§ **YOUR OBJECTIVE**: Below this sentence is a listing; return exactly its lines from the one with "pub trait GridSolver" to the one with "search gives up.", both kept, and nothing more.

§ **INFORMATION**:
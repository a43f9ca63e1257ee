use grid_util::point::Point;

use crate::solver::GridSolver;

/// Dijkstra solver: no cost-to-go estimate, the frontier orders on
/// accumulated cost alone.
#[derive(Clone, Debug)]
pub struct DijkstraSolver {
    pub component_precheck: bool,
    pub max_expansions: Option<usize>,
}

impl DijkstraSolver {
    pub fn new() -> DijkstraSolver {
        DijkstraSolver {
            component_precheck: true,
            max_expansions: None,
        }
    }
}

impl Default for DijkstraSolver {
    fn default() -> DijkstraSolver {
        DijkstraSolver::new()
    }
}

impl GridSolver for DijkstraSolver {
    fn heuristic(&self, _: &Point, _: &Point) -> f64 {
        0.0
    }

    fn component_precheck(&self) -> bool {
        self.component_precheck
    }

    fn expansion_limit(&self) -> Option<usize> {
        self.max_expansions
    }
}
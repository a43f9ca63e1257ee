//! Planning drivers on top of the search context.

pub mod astar;
pub mod dijkstra;

use grid_util::point::Point;

use crate::error::{Endpoint, PlanError, PlanResult};
use crate::occupancy::OccupancyGrid;
use crate::search::{SearchContext, SearchState};
use crate::WorldPoint;

/// A successful planning query.
#[derive(Clone, Debug, PartialEq)]
pub struct Plan {
    /// Waypoints from start to goal inclusive, at cell centers.
    pub waypoints: Vec<WorldPoint>,
    /// Total path cost in index units (a cardinal move costs 1).
    pub cost: f64,
    /// Cell centers in the order the search expanded them. Diagnostic
    /// output for visualization; not needed to follow the path.
    pub expansions: Vec<WorldPoint>,
}

/// A planning strategy over an [OccupancyGrid]. Implementations supply the
/// cost-to-go estimate; the default [plan](Self::plan) method owns query
/// validation and the frontier loop.
pub trait GridSolver {
    /// Estimated remaining cost between two cells, in index units.
    fn heuristic(&self, cell: &Point, goal: &Point) -> f64;

    /// Skip the search entirely when start and goal are on different
    /// connected components.
    fn component_precheck(&self) -> bool {
        true
    }

    /// Upper bound on frontier pops before the search gives up.
    fn expansion_limit(&self) -> Option<usize> {
        None
    }

    /// Plans a path between two continuous positions. Queries mapping to
    /// out-of-bounds or occupied cells are rejected before any search runs;
    /// a walled-off goal reports [PlanError::Unreachable] rather than a
    /// partial path.
    fn plan(&self, grid: &OccupancyGrid, start: WorldPoint, goal: WorldPoint) -> PlanResult<Plan> {
        let start_cell = query_cell(grid, start, Endpoint::Start)?;
        let goal_cell = query_cell(grid, goal, Endpoint::Goal)?;
        if self.component_precheck() && grid.unreachable(&start_cell, &goal_cell) {
            return Err(PlanError::Unreachable { expanded: 0 });
        }
        let mut ctx = SearchContext::new();
        let found = ctx.best_first(
            start_cell,
            |node| grid.neighbor_cells_and_cost(node),
            |cell| self.heuristic(cell, &goal_cell),
            |cell| *cell == goal_cell,
            self.expansion_limit(),
        );
        match found {
            Some((cells, cost)) => Ok(Plan {
                waypoints: cells.iter().map(|c| grid.to_world(c)).collect(),
                cost,
                expansions: ctx.expansions().iter().map(|c| grid.to_world(c)).collect(),
            }),
            None => match ctx.state() {
                SearchState::LimitReached => Err(PlanError::ExpansionLimit {
                    limit: self.expansion_limit().unwrap_or_default(),
                }),
                _ => Err(PlanError::Unreachable {
                    expanded: ctx.expansions().len(),
                }),
            },
        }
    }
}

fn query_cell(grid: &OccupancyGrid, point: WorldPoint, endpoint: Endpoint) -> PlanResult<Point> {
    let cell = grid.to_grid(&point);
    if !grid.in_bounds(&cell) {
        return Err(PlanError::OutOfBounds { endpoint, point });
    }
    if grid.is_occupied(&cell) {
        return Err(PlanError::Occupied { endpoint, point });
    }
    Ok(cell)
}
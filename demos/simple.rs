use std::collections::HashSet;

use grid_planner::occupancy::OccupancyGrid;
use grid_planner::solver::{astar::AstarSolver, GridSolver};
use grid_planner::WorldPoint;

// In this example a path is planned across a 10x10 field with a wall on
// column 5 that leaves a single gap:
//
// ..........
// .....#...G
// .....#....
// .....#....
// .....#....
// ..........
// .....#....
// .....#....
// .S...#....
// ..........
//
// - # marks an inflated obstacle cell
// - S marks the start
// - G marks the goal

fn main() {
    let mut obstacles = Vec::new();
    for i in -1..=10 {
        obstacles.push(WorldPoint::new(i as f64, -1.0));
        obstacles.push(WorldPoint::new(i as f64, 10.0));
        obstacles.push(WorldPoint::new(-1.0, i as f64));
        obstacles.push(WorldPoint::new(10.0, i as f64));
    }
    for y in 1..=8 {
        if y != 4 {
            obstacles.push(WorldPoint::new(5.0, y as f64));
        }
    }
    let grid = OccupancyGrid::from_obstacles(&obstacles, 1.0, 0.5).unwrap();

    let start = WorldPoint::new(1.0, 1.0);
    let goal = WorldPoint::new(9.0, 8.0);
    let solver = AstarSolver::new();
    let plan = solver.plan(&grid, start, goal).unwrap();

    println!(
        "Found a path of cost {:.3} after expanding {} cells:",
        plan.cost,
        plan.expansions.len()
    );
    let on_path: HashSet<(i32, i32)> = plan
        .waypoints
        .iter()
        .map(|p| {
            let cell = grid.to_grid(p);
            (cell.x, cell.y)
        })
        .collect();
    let start_cell = grid.to_grid(&start);
    let goal_cell = grid.to_grid(&goal);
    for y in (0..grid.height() as i32).rev() {
        for x in 0..grid.width() as i32 {
            let cell = grid_util::point::Point::new(x, y);
            if cell == start_cell {
                print!("S");
            } else if cell == goal_cell {
                print!("G");
            } else if on_path.contains(&(x, y)) {
                print!("*");
            } else if grid.is_occupied(&cell) {
                print!("#");
            } else {
                print!(".");
            }
        }
        println!();
    }
    for p in plan.waypoints {
        println!("{}", p);
    }
}
use grid_planner::occupancy::OccupancyGrid;
use grid_planner::solver::{astar::AstarSolver, dijkstra::DijkstraSolver, GridSolver};
use grid_planner::WorldPoint;

// Plans the same query with Dijkstra, exact A* and greedy-weighted A* and
// compares how much of the map each of them touches.

fn main() {
    let mut obstacles = Vec::new();
    for i in -1..=20 {
        obstacles.push(WorldPoint::new(i as f64, -1.0));
        obstacles.push(WorldPoint::new(i as f64, 20.0));
        obstacles.push(WorldPoint::new(-1.0, i as f64));
        obstacles.push(WorldPoint::new(20.0, i as f64));
    }
    for y in 0..=14 {
        obstacles.push(WorldPoint::new(8.0, y as f64));
    }
    for y in 5..=19 {
        obstacles.push(WorldPoint::new(14.0, y as f64));
    }
    let grid = OccupancyGrid::from_obstacles(&obstacles, 1.0, 0.5).unwrap();

    let start = WorldPoint::new(1.0, 1.0);
    let goal = WorldPoint::new(18.0, 18.0);
    let solvers: [(&str, Box<dyn GridSolver>); 3] = [
        ("dijkstra", Box::new(DijkstraSolver::new())),
        ("astar 1.0", Box::new(AstarSolver::new())),
        ("astar 2.5", Box::new(AstarSolver::with_weight(2.5))),
    ];
    for (name, solver) in solvers {
        match solver.plan(&grid, start, goal) {
            Ok(plan) => println!(
                "{name:>9}: cost {:.3}, {} waypoints, {} cells expanded",
                plan.cost,
                plan.waypoints.len(),
                plan.expansions.len()
            ),
            Err(e) => println!("{name:>9}: {e}"),
        }
    }
}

§ **ANSWER FOR THE TASK**:
pub trait GridSolver {
    /// Estimated remaining cost between two cells, in index units.
    fn heuristic(&self, cell: &Point, goal: &Point) -> f64;

    /// Skip the search entirely when start and goal are on different
    /// connected components.
    fn component_precheck(&self) -> bool {
        true
    }

    /// Upper bound on frontier pops before the search gives up.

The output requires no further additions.